Though Doris is frustrated by Fred’s endeavor,
Both Susan and she still concede.
Their trust leads to proof, unexpected and clever,
By which Kris is upheld and freed.
His gifts warm the hearts of his numerous friends
After he is released Christmas Eve.
Fred, Doris, and Susan see all he intends
And really can’t help but believe.

One of the quintessential Christmas movies, Miracle on 34th Street is as pure and sentimental as holiday entertainment can get without becoming saccharine. Edmund Gwenn won a Best Supporting Actor Oscar for his portrayal of arguably the best on-screen Santa Claus, genial and honest, accommodating but willing to confront vice in the name of virtue. When younger, I was always told that the Santa at the end of Macy’s Thanksgiving Day Parade was the real Santa (as opposed to all his impersonating helpers out there in the malls and department stores and street corners), and this film cemented that belief.

Maureen O’Hara is both likable and frustratingly pragmatic as divorced mother Doris, whose growing relationship with the idealistic lawyer Fred Gailey (John Payne) is a cogent endorsement of the “lovely intangibles” that make life enjoyable. A young Natalie Wood gives a precocious performance as doubting Susan, who doesn’t know what to believe as the adults pull her in different intellectual directions.

Though there are some instances of Golden-Age-of-Hollywood overacting, its Oscar-winning screenplay succeeds at balancing humor, schmaltz, and intelligence. The courtroom scenes are particularly well-formulated, with an implausible claim being “proven” in a surprisingly persuasive way. Though we never see Kris Kringle in full Santa mode, delivering toys and such, he embodies and disseminates the goodwill, generosity, and “faith” of the secular side of Christmas. No remake can compare with the magic of the 1947 original (non-colorized, please).

Interestingly, despite its reputation as a holiday classic, the film was not advertised as a Christmas movie. Its trailers simply featured actors bestowing vague praise on some inspiring story called Miracle on 34th Street, and it was actually released in the United States in May. Even with its spring release, the film was recognized as a Christmas delight, one of those enduring bits of Americana that can be watched year after year.
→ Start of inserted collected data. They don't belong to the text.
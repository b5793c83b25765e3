use async_trait::async_trait;
use octocrab::{Octocrab, Result};
use serde::{Deserialize, Serialize};

use super::{Conditional, RestExt};

#[derive(Debug, Clone, Default, PartialEq, Serialize, Deserialize)]
pub struct GitHubOrgMembership {
    pub state: String,
    pub role: String,
}

#[derive(Debug, Serialize)]
struct MembershipRequest<'a> {
    role: &'a str,
}

#[async_trait]
pub trait OrgMembershipExt {
    async fn get_org_membership(
        &self,
        org: &str,
        username: &str,
        etag: Option<&str>,
    ) -> anyhow::Result<Conditional<GitHubOrgMembership>>;
    async fn set_org_membership(&self, org: &str, username: &str, role: &str) -> Result<GitHubOrgMembership>;
    async fn remove_org_membership(&self, org: &str, username: &str) -> Result<()>;
}

#[async_trait]
impl OrgMembershipExt for Octocrab {
    async fn get_org_membership(
        &self,
        org: &str,
        username: &str,
        etag: Option<&str>,
    ) -> anyhow::Result<Conditional<GitHubOrgMembership>> {
        let route = format!("/orgs/{}/memberships/{}", org, username);
        self.get_conditional(route, etag).await
    }

    async fn set_org_membership(&self, org: &str, username: &str, role: &str) -> Result<GitHubOrgMembership> {
        let route = format!("/orgs/{}/memberships/{}", org, username);
        self.put(route, Some(&MembershipRequest { role })).await
    }

    async fn remove_org_membership(&self, org: &str, username: &str) -> Result<()> {
        let route = format!("/orgs/{}/memberships/{}", org, username);
        self.delete_no_content(route).await
    }
}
Best line: (Fred) “Look, Doris, someday you’re going to find out that your way of facing this realistic world just doesn’t work. And when you do, don’t overlook those lovely intangibles. You’ll discover they’re the only things that are worthwhile.”
VC’s best line: (Mr. Shellhammer, on the phone with Doris) “Yes. Just a moment.  Mrs. Shellhammer wants to talk to you.  I made the martinis triple strength, and she feels wonderful!  Here, my pet.”
(Mrs. Shellhammer, on the couch and snockered, holding the phone upside down) “Thank you. Hello?  Hello?”
(Mr. Shellhammer, switching phone around but still upside down) “No, no, no, no. No, dear.”
(Mrs. Shellhammer, laughing) “Thank you, darling. [Loudly]  Hello?”
(Mr. Shellhammer, turning phone right-side up) “No, no, no, dear. There.”
(Mrs. Shellhammer) “Oh, darling. How silly of me. [Very loudly] Helloooo? [Laughs] Why, we’d love to have Santa Claus come and stay with us. Mm-hmm. I think it would be simp-ly charming!”